Haggling In Korea

Haggling is not the American way, but you can’t travel overseas without finding that haggling is the preferred way of doing business. Haggling is mostly thrust and counter thrust.

Experience is a requisite. I learned my first valuable lesson, in the holy city of Jerusalem. A veteran traveler advised me to offer half the price shown on the tag. I did, and the clerk turned on his heels, crossed to the other side of the room, and never again looked in my direction!.

The item I wanted, desperately, was an oval shaped carving of the Last  Supper.  My obvious desire for it apparently showed, and it blunted my technique. The clerk found my offer offensive.

I tried haggling again, in South Korea. This time I was carefully coached by an American who was living there, as a member of the International Executive Service Corps. She taught me the subtle arts of approaching clerks, how to be curious, yet to show a kindly dismay if the price seemed more than my wallet could bear.
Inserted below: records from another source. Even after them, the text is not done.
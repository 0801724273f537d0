//! Runtime values carried by rows and columns.

use chrono::{DateTime, Datelike, NaiveDate, NaiveDateTime};
use rkyv::{Archive, Deserialize, Serialize};
use serde::{Deserialize as SerdeDeserialize, Serialize as SerdeSerialize};

use crate::decimal::Decimal;
use crate::types::TimeUnit;

/// Days from 0001-01-01 (CE day 1) to 1970-01-01.
const UNIX_EPOCH_DAYS_FROM_CE: i32 = 719_163;

/// One field of a result row, or the explicit null marker.
///
/// Each variant is the representation one physical column family accepts:
/// integers of every width arrive as `Int` or `UInt` and are range-checked
/// by the column they land in, dates are days since the Unix epoch and timestamps
/// carry the unit their offset is measured in.
#[derive(Debug, Clone, PartialEq, Archive, Serialize, Deserialize, SerdeSerialize, SerdeDeserialize)]
pub enum Value {
    /// Null value.
    Null,
    /// Boolean value.
    Bool(bool),
    /// Signed integer of any width up to 64 bits.
    Int(i64),
    /// Unsigned integer of any width up to 64 bits.
    UInt(u64),
    /// Floating point number.
    Float(f64),
    /// Fixed-point decimal.
    Decimal(Decimal),
    /// Days since 1970-01-01.
    Date(i32),
    /// Offset from the Unix epoch.
    Timestamp {
        /// Number of `unit` ticks since the epoch.
        value: i64,
        /// Resolution of `value`.
        unit: TimeUnit,
    },
    /// Binary data.
    Bytes(Vec<u8>),
    /// UTF-8 text.
    Text(String),
}

impl Value {
    /// Create a timestamp in microseconds.
    pub fn timestamp_micros(value: i64) -> Self {
        Value::Timestamp {
            value,
            unit: TimeUnit::Microsecond,
        }
    }

    /// Check if this value is null.
    pub fn is_null(&self) -> bool {
        matches!(self, Value::Null)
    }

    /// Short name of the representation, used in error messages.
    pub fn kind(&self) -> &'static str {
        match self {
            Value::Null => "null",
            Value::Bool(_) => "bool",
            Value::Int(_) => "int",
            Value::UInt(_) => "uint",
            Value::Float(_) => "float",
            Value::Decimal(_) => "decimal",
            Value::Date(_) => "date",
            Value::Timestamp { unit, .. } => match unit {
                TimeUnit::Second => "timestamp[s]",
                TimeUnit::Millisecond => "timestamp[ms]",
                TimeUnit::Microsecond => "timestamp[us]",
                TimeUnit::Nanosecond => "timestamp[ns]",
            },
            Value::Bytes(_) => "bytes",
            Value::Text(_) => "text",
        }
    }

    /// Try to get as bool.
    pub fn as_bool(&self) -> Option<bool> {
        match self {
            Value::Bool(b) => Some(*b),
            _ => None,
        }
    }

    /// Try to get as i64.
    pub fn as_i64(&self) -> Option<i64> {
        match self {
            Value::Int(i) => Some(*i),
            _ => None,
        }
    }

    /// Try to get as u64.
    pub fn as_u64(&self) -> Option<u64> {
        match self {
            Value::UInt(u) => Some(*u),
            _ => None,
        }
    }

    /// Integer value of either signedness, widened to `i128`.
    pub fn as_i128(&self) -> Option<i128> {
        match self {
            Value::Int(i) => Some(i128::from(*i)),
            Value::UInt(u) => Some(i128::from(*u)),
            _ => None,
        }
    }

    /// Try to get as f64.
    pub fn as_f64(&self) -> Option<f64> {
        match self {
            Value::Float(f) => Some(*f),
            _ => None,
        }
    }

    /// Try to get as decimal.
    pub fn as_decimal(&self) -> Option<&Decimal> {
        match self {
            Value::Decimal(d) => Some(d),
            _ => None,
        }
    }

    /// Try to get as string reference.
    pub fn as_str(&self) -> Option<&str> {
        match self {
            Value::Text(s) => Some(s),
            _ => None,
        }
    }

    /// Try to get as bytes reference.
    pub fn as_bytes(&self) -> Option<&[u8]> {
        match self {
            Value::Bytes(b) => Some(b),
            _ => None,
        }
    }

    /// Try to get as a calendar date.
    pub fn to_naive_date(&self) -> Option<NaiveDate> {
        match self {
            Value::Date(days) => {
                NaiveDate::from_num_days_from_ce_opt(days.checked_add(UNIX_EPOCH_DAYS_FROM_CE)?)
            }
            _ => None,
        }
    }

    /// Try to get as a UTC date and time.
    pub fn to_naive_datetime(&self) -> Option<NaiveDateTime> {
        match self {
            Value::Timestamp { value, unit } => {
                let ticks = unit.ticks_per_second();
                let secs = value.div_euclid(ticks);
                let nanos = value.rem_euclid(ticks) * (1_000_000_000 / ticks);
                DateTime::from_timestamp(secs, u32::try_from(nanos).ok()?).map(|dt| dt.naive_utc())
            }
            _ => None,
        }
    }
}

/// Days since 1970-01-01 for a calendar date.
pub fn days_since_epoch(date: NaiveDate) -> i32 {
    date.num_days_from_ce() - UNIX_EPOCH_DAYS_FROM_CE
}

// Conversion implementations
impl From<bool> for Value {
    fn from(v: bool) -> Self {
        Value::Bool(v)
    }
}

impl From<i8> for Value {
    fn from(v: i8) -> Self {
        Value::Int(i64::from(v))
    }
}

impl From<i16> for Value {
    fn from(v: i16) -> Self {
        Value::Int(i64::from(v))
    }
}

impl From<i32> for Value {
    fn from(v: i32) -> Self {
        Value::Int(i64::from(v))
    }
}

impl From<i64> for Value {
    fn from(v: i64) -> Self {
        Value::Int(v)
    }
}

impl From<u8> for Value {
    fn from(v: u8) -> Self {
        Value::UInt(u64::from(v))
    }
}

impl From<u16> for Value {
    fn from(v: u16) -> Self {
        Value::UInt(u64::from(v))
    }
}

impl From<u32> for Value {
    fn from(v: u32) -> Self {
        Value::UInt(u64::from(v))
    }
}

impl From<u64> for Value {
    fn from(v: u64) -> Self {
        Value::UInt(v)
    }
}

impl From<f32> for Value {
    fn from(v: f32) -> Self {
        Value::Float(f64::from(v))
    }
}

impl From<f64> for Value {
    fn from(v: f64) -> Self {
        Value::Float(v)
    }
}

impl From<Decimal> for Value {
    fn from(v: Decimal) -> Self {
        Value::Decimal(v)
    }
}

impl From<String> for Value {
    fn from(v: String) -> Self {
        Value::Text(v)
    }
}

impl From<&str> for Value {
    fn from(v: &str) -> Self {
        Value::Text(v.to_string())
    }
}

impl From<Vec<u8>> for Value {
    fn from(v: Vec<u8>) -> Self {
        Value::Bytes(v)
    }
}

impl From<&[u8]> for Value {
    fn from(v: &[u8]) -> Self {
        Value::Bytes(v.to_vec())
    }
}

impl From<NaiveDate> for Value {
    fn from(v: NaiveDate) -> Self {
        Value::Date(days_since_epoch(v))
    }
}

impl From<NaiveDateTime> for Value {
    fn from(v: NaiveDateTime) -> Self {
        Value::timestamp_micros(v.and_utc().timestamp_micros())
    }
}

impl<T: Into<Value>> From<Option<T>> for Value {
    fn from(v: Option<T>) -> Self {
        match v {
            Some(val) => val.into(),
            None => Value::Null,
        }
    }
}

#[cfg(test)]
mod tests {
    use super::*;

    #[test]
    fn test_value_accessors() {
        assert!(Value::Null.is_null());
        assert!(!Value::Bool(true).is_null());

        assert_eq!(Value::Bool(true).as_bool(), Some(true));
        assert_eq!(Value::Int(42).as_i64(), Some(42));
        assert_eq!(Value::Float(1.5).as_f64(), Some(1.5));
        assert_eq!(Value::Int(42).as_f64(), None);
        assert_eq!(Value::UInt(u64::MAX).as_u64(), Some(u64::MAX));
        assert_eq!(Value::UInt(u64::MAX).as_i128(), Some(i128::from(u64::MAX)));
        assert_eq!(Value::Int(-1).as_i128(), Some(-1));
        assert_eq!(Value::Int(-1).as_u64(), None);

        assert_eq!(Value::Text("hello".into()).as_str(), Some("hello"));
        assert_eq!(Value::Bytes(vec![1, 2, 3]).as_bytes(), Some(&[1, 2, 3][..]));
    }

    #[test]
    fn test_value_conversions() {
        let v: Value = 7i8.into();
        assert_eq!(v, Value::Int(7));

        let v: Value = "hello".into();
        assert_eq!(v, Value::Text("hello".into()));

        let v: Value = None::<i32>.into();
        assert_eq!(v, Value::Null);

        let v: Value = Some(42i32).into();
        assert_eq!(v, Value::Int(42));

        let v: Value = 200u8.into();
        assert_eq!(v, Value::UInt(200));
    }

    #[test]
    fn test_kind_names_timestamp_unit() {
        assert_eq!(Value::timestamp_micros(0).kind(), "timestamp[us]");
        assert_eq!(
            Value::Timestamp {
                value: 0,
                unit: TimeUnit::Millisecond
            }
            .kind(),
            "timestamp[ms]"
        );
        assert_eq!(Value::Decimal(Decimal::from(1)).kind(), "decimal");
    }

    #[test]
    fn test_date_roundtrip_through_chrono() {
        let date = NaiveDate::from_ymd_opt(2024, 1, 1).unwrap();
        let v = Value::from(date);
        assert_eq!(v, Value::Date(19723));
        assert_eq!(v.to_naive_date(), Some(date));

        let v = Value::Date(-1);
        assert_eq!(v.to_naive_date(), NaiveDate::from_ymd_opt(1969, 12, 31));
    }

    #[test]
    fn test_timestamp_to_datetime() {
        let dt = NaiveDate::from_ymd_opt(2024, 1, 1)
            .unwrap()
            .and_hms_micro_opt(12, 30, 15, 250)
            .unwrap();
        let v = Value::from(dt);
        assert_eq!(v, Value::timestamp_micros(1_704_112_215_000_250));
        assert_eq!(v.to_naive_datetime(), Some(dt));

        let v = Value::Timestamp {
            value: -1,
            unit: TimeUnit::Millisecond,
        };
        let expected = NaiveDate::from_ymd_opt(1969, 12, 31)
            .unwrap()
            .and_hms_milli_opt(23, 59, 59, 999)
            .unwrap();
        assert_eq!(v.to_naive_datetime(), Some(expected));
    }
}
One afternoon, after living in Inchon, Korea for a few months, I tried shopping on my own. It was early afternoon and many stores were closed,  for an hour of rest. I particularly noticed a shop almost completely covered with giant Dollar ($$$) and Percentage signs. (%%%) . Remembering that numbers are the same the world over. I was sure the signs meant , “50% off.”
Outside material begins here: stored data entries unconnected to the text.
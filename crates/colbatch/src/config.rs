//! Execution options.

use colbatch_core::ReadOptions;

/// Per-call options for [`Session::execute`](crate::Session::execute).
#[derive(Debug, Clone)]
pub struct ExecOptions {
    /// Return a columnar result. When false, rows are decoded directly into
    /// a conventional row result.
    pub columnar: bool,

    /// How result fields are read.
    pub read: ReadOptions,
}

impl Default for ExecOptions {
    fn default() -> Self {
        Self {
            columnar: true,
            read: ReadOptions::default(),
        }
    }
}

impl ExecOptions {
    /// Options for a conventional row result.
    pub fn rows() -> Self {
        Self::default().with_columnar(false)
    }

    /// Set whether the result is columnar.
    pub fn with_columnar(mut self, columnar: bool) -> Self {
        self.columnar = columnar;
        self
    }

    /// Set the read options.
    pub fn with_read_options(mut self, read: ReadOptions) -> Self {
        self.read = read;
        self
    }
}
Peering through the darkened store window I could see three men in a corner, apparently playing a Korean game, they play with stones. One of the players noticed me and hurried to the door and invited me in.
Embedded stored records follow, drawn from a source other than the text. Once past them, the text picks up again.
//! Materialization benchmarks: rows into columns.

use std::sync::Arc;

use colbatch_bench::fixtures::{generate_orders, generate_text_orders, order_columns, Scale};
use colbatch_core::{infer_schema, materialize, read_text_result, ReadOptions};
use criterion::{black_box, criterion_group, criterion_main, BenchmarkId, Criterion, Throughput};

fn bench_value_rows(c: &mut Criterion) {
    let mut group = c.benchmark_group("materialize/values");
    let schema = Arc::new(infer_schema(&order_columns(), &ReadOptions::default()).unwrap());

    for &scale in &[Scale::Small, Scale::Medium] {
        let rows = generate_orders(scale.rows());
        group.throughput(Throughput::Elements(rows.len() as u64));

        group.bench_with_input(BenchmarkId::from_parameter(format!("{:?}", scale)), &rows, |b, rows| {
            b.iter(|| {
                let batch = materialize(schema.clone(), rows.iter().cloned().map(Ok)).unwrap();
                black_box(batch);
            });
        });
    }

    group.finish();
}

fn bench_text_rows(c: &mut Criterion) {
    let mut group = c.benchmark_group("materialize/text");
    let columns = order_columns();

    for &scale in &[Scale::Small, Scale::Medium] {
        let rows = generate_text_orders(scale.rows());
        let options = ReadOptions::default().with_capacity_hint(rows.len());
        group.throughput(Throughput::Elements(rows.len() as u64));

        group.bench_with_input(BenchmarkId::from_parameter(format!("{:?}", scale)), &rows, |b, rows| {
            b.iter(|| {
                let batch = read_text_result(&columns, rows.iter().cloned().map(Ok), &options).unwrap();
                black_box(batch);
            });
        });
    }

    group.finish();
}

criterion_group!(benches, bench_value_rows, bench_text_rows);
criterion_main!(benches);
“What want? What want? Look. See. Much to sell,” or words to that effect.  It induced me to walk slowly around peeking into boxes of shoes. It was then I saw a small pair of cream colored boots with low heels, not unlike a pair recently purchased with the help of my American friend.

“How much?” I asked.

“Sixty dolla,” the clerk told me.  This shocked me since the final price on the first pair had been something like “$18 dolla.”.

“Too much, “ I said, sadly, shaking my head, and turning on my heel, ready to leave the establishment..

“Wait. Wait,” he shouted. “What  price willing to pay?’

That put me on the spot.”Twenty ?” I asked..

The clerk, looking as though he’d  been hit in the solar plexus, fell to the floor on his knees, moaning and thumping his chest.. Then he wept what seemed like real tears.

Affected by his drama I felt contrite, but said firmly,  “Too much.”

Then the accomplished actor  turned and said, “It’s a deal. Thank you, Maam.“  He began to wrap up the shoes, as I rummaged in my oversized purse for  wan to pay him.

This bag, which I always took with me when I left my room, contained everything of value that I had in Korea–money, checks, passport, etc.  At most any time one could be asked to show his passport.

Each Monday morning the driver took my husband to the bank where he exchanged American dollars for Korean wan. I carefully divided larger bills from smaller ones in an effort to pay with out counting it out in front of others.  Somehow or other I wasn’t as smooth as I intended to be and the clerk moaned to his co worker, “That wasn’t all she had. She had more”

The following week my husband and I were invited for dinner by the company director.  My husband suggested I tell them about my shopping. Our host chortled with delight.

“You,” he said, “Will have to take my wife shopping.”